El color puede evidenciar un determinado volumen o detalle constructivo o mimetizar visualmente determinados aspectos del espacio. También puede propiciar un conjunto de emociones o efectos visuales.
A partir de la psicología del color, se han desarrollado las siguientes ideas:
- Azul: Transmite la sensación de positividad, confianza y seguridad. A menudo se utiliza en espacios comerciales y/o de negocios, como agencias bancarias, oficinas y empresas.
- Amarillo: Conduce a la idea de optimismo, curiosidad, jovialidad y ambiente luminoso. Utilizado frecuentemente en espacios comerciales o restaurantes con la finalidad de ganar la atención del peatón.
- Rojo: Este color evidencia energía, excitación, impulso. Por eso, es regularmente empleado en espacios comerciales, como tiendas o locales de comida rápida, entregando la idea de compulsividad y deseo de consumo.
- Verde: Evoca calma, tranquilidad, serenidad y bienestar. Se utiliza con regularidad en los espacios relacionados con la salud y el bienestar, como hospitales y centros de relajación.
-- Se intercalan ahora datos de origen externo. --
use chrono::{DateTime, Utc};
use sea_orm::{
    ActiveModelTrait, ColumnTrait, Condition, ConnectionTrait, Set, TransactionSession,
    TransactionTrait,
};
use serde::{Deserialize, Serialize};
use ts_rs::TS;
use uuid::Uuid;

use super::{
    error::DomainError,
    ids::{self, deserialize_some},
    validation,
    workspace::{Workspace, WorkspaceScope},
};
use crate::{
    entities::{list, space},
    events::{
        EVENT_LIST_CREATED, EVENT_LIST_RESTORED, EVENT_LIST_TRASHED, EVENT_LIST_UPDATED,
        ResourceEventPayload,
    },
    hierarchy::require_parent,
    models::event_outbox::EventOutbox,
    policy::{self, Identified, Lookup},
    query::{ListQuery, Page, paginate},
};

#[derive(Debug, Clone, Serialize, Deserialize, TS)]
pub struct List {
    pub id: Uuid,
    pub workspace_id: Uuid,
    pub space_id: Uuid,
    pub name: String,
    pub description: Option<String>,
    pub is_private: bool,
    pub is_deleted: bool,
    #[ts(type = "Date")]
    pub created_at: DateTime<Utc>,
    #[ts(type = "Date")]
    pub updated_at: DateTime<Utc>,
}

#[derive(Debug, Clone, Deserialize, TS)]
pub struct CreateList {
    pub space_id: Uuid,
    pub name: String,
    pub description: Option<String>,
    pub is_private: Option<bool>,
}

/// Setting `space_id` moves the list to another space of the same workspace.
#[derive(Debug, Default, Deserialize, TS)]
pub struct UpdateList {
    pub space_id: Option<Uuid>,
    pub name: Option<String>,
    #[serde(default, deserialize_with = "deserialize_some")]
    pub description: Option<Option<String>>,
    pub is_private: Option<bool>,
}

impl List {
    async fn from_model<C: ConnectionTrait>(
        db: &C,
        workspace_id: Uuid,
        model: list::Model,
    ) -> Result<Self, DomainError> {
        let space_id = ids::uuid_of::<space::Entity, _>(db, model.space_id).await?;
        Ok(Self {
            id: model.uuid,
            workspace_id,
            space_id,
            name: model.name,
            description: model.description,
            is_private: model.is_private,
            is_deleted: model.is_deleted,
            created_at: model.created_at,
            updated_at: model.updated_at,
        })
    }

    async fn record_event<C: ConnectionTrait>(
        db: &C,
        event_type: &str,
        scope: WorkspaceScope,
        id: Uuid,
    ) -> Result<(), DomainError> {
        EventOutbox::record(
            db,
            scope.id,
            event_type,
            list::Entity::NAME,
            id,
            &ResourceEventPayload {
                workspace_id: scope.id,
                id,
            },
        )
        .await?;
        Ok(())
    }

    pub async fn create<C>(
        db: &C,
        workspace_id: Uuid,
        data: &CreateList,
        list_id: Uuid,
    ) -> Result<Self, DomainError>
    where
        C: ConnectionTrait + TransactionTrait,
    {
        let scope = Workspace::scope(db, workspace_id).await?;
        let name = validation::required_text("name", &data.name)?;
        let space_row_id = require_parent::<space::Entity, _>(db, scope.row_id, data.space_id).await?;

        let tx = db.begin().await?;
        let now = Utc::now();
        let model = list::ActiveModel {
            uuid: Set(list_id),
            workspace_id: Set(scope.row_id),
            space_id: Set(space_row_id),
            name: Set(name),
            description: Set(validation::optional_text(data.description.as_deref())),
            is_private: Set(data.is_private.unwrap_or(false)),
            is_deleted: Set(false),
            created_at: Set(now),
            updated_at: Set(now),
            ..Default::default()
        }
        .insert(&tx)
        .await?;

        Self::record_event(&tx, EVENT_LIST_CREATED, scope, list_id).await?;
        tx.commit().await?;
        tracing::debug!(%list_id, space_id = %data.space_id, "Created list");
        Self::from_model(db, workspace_id, model).await
    }

    pub async fn find_by_id<C: ConnectionTrait>(
        db: &C,
        workspace_id: Uuid,
        id: Uuid,
    ) -> Result<Self, DomainError> {
        Self::find(db, workspace_id, id, Lookup::Live).await
    }

    pub async fn find_for_audit<C: ConnectionTrait>(
        db: &C,
        workspace_id: Uuid,
        id: Uuid,
    ) -> Result<Self, DomainError> {
        Self::find(db, workspace_id, id, Lookup::Audit).await
    }

    async fn find<C: ConnectionTrait>(
        db: &C,
        workspace_id: Uuid,
        id: Uuid,
        lookup: Lookup,
    ) -> Result<Self, DomainError> {
        let scope = Workspace::scope(db, workspace_id).await?;
        let model = policy::find_in_workspace::<list::Entity, _>(db, scope.row_id, id, lookup).await?;
        Self::from_model(db, workspace_id, model).await
    }

    /// Lists live lists, optionally only those of one space. The space's own
    /// deleted flag is not consulted.
    pub async fn list<C: ConnectionTrait>(
        db: &C,
        workspace_id: Uuid,
        space_id: Option<Uuid>,
        query: &ListQuery,
    ) -> Result<Page<Self>, DomainError> {
        let scope = Workspace::scope(db, workspace_id).await?;
        let mut filter = Condition::all();
        if let Some(space_id) = space_id {
            let space_row_id = ids::row_id::<space::Entity, _>(db, space_id)
                .await?
                .ok_or_else(|| DomainError::not_found(space::Entity::NAME, space_id))?;
            filter = filter.add(list::Column::SpaceId.eq(space_row_id));
        }

        let mut page = paginate::<list::Entity, _>(db, scope.row_id, filter, query).await?;
        let mut docs = Vec::with_capacity(page.docs.len());
        for model in std::mem::take(&mut page.docs) {
            docs.push(Self::from_model(db, workspace_id, model).await?);
        }
        Ok(page.with_docs(docs))
    }

    pub async fn update<C>(
        db: &C,
        workspace_id: Uuid,
        id: Uuid,
        data: &UpdateList,
    ) -> Result<Self, DomainError>
    where
        C: ConnectionTrait + TransactionTrait,
    {
        let scope = Workspace::scope(db, workspace_id).await?;
        let record =
            policy::find_in_workspace::<list::Entity, _>(db, scope.row_id, id, Lookup::Live).await?;

        let mut active: list::ActiveModel = record.into();
        if let Some(space_id) = data.space_id {
            let space_row_id = require_parent::<space::Entity, _>(db, scope.row_id, space_id).await?;
            active.space_id = Set(space_row_id);
        }
        if let Some(name) = &data.name {
            active.name = Set(validation::required_text("name", name)?);
        }
        if let Some(description) = &data.description {
            active.description = Set(validation::optional_text(description.as_deref()));
        }
        if let Some(is_private) = data.is_private {
            active.is_private = Set(is_private);
        }
        active.updated_at = Set(Utc::now());
        let tx = db.begin().await?;
        let model = active.update(&tx).await?;

        Self::record_event(&tx, EVENT_LIST_UPDATED, scope, id).await?;
        tx.commit().await?;
        Self::from_model(db, workspace_id, model).await
    }

    pub async fn trash<C>(
        db: &C,
        workspace_id: Uuid,
        id: Uuid,
    ) -> Result<Self, DomainError>
    where
        C: ConnectionTrait + TransactionTrait,
    {
        let scope = Workspace::scope(db, workspace_id).await?;
        let tx = db.begin().await?;
        let transition = policy::trash::<list::Entity, _>(&tx, scope.row_id, id).await?;
        if transition.changed {
            Self::record_event(&tx, EVENT_LIST_TRASHED, scope, id).await?;
        }
        tx.commit().await?;
        Self::from_model(db, workspace_id, transition.model).await
    }

    pub async fn restore<C>(
        db: &C,
        workspace_id: Uuid,
        id: Uuid,
    ) -> Result<Self, DomainError>
    where
        C: ConnectionTrait + TransactionTrait,
    {
        let scope = Workspace::scope(db, workspace_id).await?;
        let tx = db.begin().await?;
        let transition = policy::restore::<list::Entity, _>(&tx, scope.row_id, id).await?;
        if transition.changed {
            Self::record_event(&tx, EVENT_LIST_RESTORED, scope, id).await?;
        }
        tx.commit().await?;
        Self::from_model(db, workspace_id, transition.model).await
    }
}

#[cfg(test)]
mod tests {
    use super::*;
    use crate::{
        fixtures::{named_list, named_space, seed_workspace},
        models::space::Space,
    };

    #[tokio::test]
    async fn list_under_trashed_space_is_rejected() {
        let db = test_support::memory_db().await;
        let ctx = seed_workspace(&db).await;
        let space = named_space(&db, &ctx, "Archive").await;
        Space::trash(&db, ctx.workspace_id, space.id).await.unwrap();

        let err = List::create(
            &db,
            ctx.workspace_id,
            &CreateList {
                space_id: space.id,
                name: "Backlog".to_string(),
                description: None,
                is_private: None,
            },
            Uuid::new_v4(),
        )
        .await
        .unwrap_err();
        assert!(matches!(err, DomainError::InvalidParent { parent: "space", .. }));
    }

    #[tokio::test]
    async fn list_under_foreign_space_is_rejected() {
        let db = test_support::memory_db().await;
        let ctx = seed_workspace(&db).await;
        let other = seed_workspace(&db).await;
        let foreign = named_space(&db, &other, "Theirs").await;

        let err = List::create(
            &db,
            ctx.workspace_id,
            &CreateList {
                space_id: foreign.id,
                name: "Backlog".to_string(),
                description: None,
                is_private: None,
            },
            Uuid::new_v4(),
        )
        .await
        .unwrap_err();
        assert!(matches!(err, DomainError::InvalidParent { .. }));
    }

    #[tokio::test]
    async fn moving_revalidates_the_new_space() {
        let db = test_support::memory_db().await;
        let ctx = seed_workspace(&db).await;
        let from = named_space(&db, &ctx, "From").await;
        let to = named_space(&db, &ctx, "To").await;
        let gone = named_space(&db, &ctx, "Gone").await;
        Space::trash(&db, ctx.workspace_id, gone.id).await.unwrap();
        let list = named_list(&db, &ctx, from.id, "Backlog").await;

        let moved = List::update(
            &db,
            ctx.workspace_id,
            list.id,
            &UpdateList {
                space_id: Some(to.id),
                ..Default::default()
            },
        )
        .await
        .unwrap();
        assert_eq!(moved.space_id, to.id);
        assert_eq!(moved.workspace_id, ctx.workspace_id);

        let err = List::update(
            &db,
            ctx.workspace_id,
            list.id,
            &UpdateList {
                space_id: Some(gone.id),
                ..Default::default()
            },
        )
        .await
        .unwrap_err();
        assert!(matches!(err, DomainError::InvalidParent { .. }));
    }

    #[tokio::test]
    async fn trashing_a_space_does_not_cascade() {
        let db = test_support::memory_db().await;
        let ctx = seed_workspace(&db).await;
        let space = named_space(&db, &ctx, "Ops").await;
        named_list(&db, &ctx, space.id, "Runbooks").await;
        named_list(&db, &ctx, space.id, "Incidents").await;
        Space::trash(&db, ctx.workspace_id, space.id).await.unwrap();

        let page = List::list(&db, ctx.workspace_id, Some(space.id), &ListQuery::default())
            .await
            .unwrap();
        assert_eq!(page.total_docs, 2);
    }
}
- Naranja: Como resultado de la combinación del amarillo y el rojo, entrega la idea de intensidad, creatividad, euforia y entusiasmo. A menudo se emplea en entornos creativos, como oficinas, estudios y escuelas. Si se utiliza junto al azul, transmite la idea de impulsividad y confianza, siendo adoptado por agencias bancarias y oficinas.
- Violeta: Transmite bienestar, calma y suavidad.
- Blanco: representa pureza, inocencia, limpieza.
- Negro: es el color de la oscuridad, de la noche. En la cultura occidental, se asocia a la muerte, el duelo, el misterio y lo oculto. Por otra parte, es el color que representa la elegancia, el poder. El negro es la ausencia de color.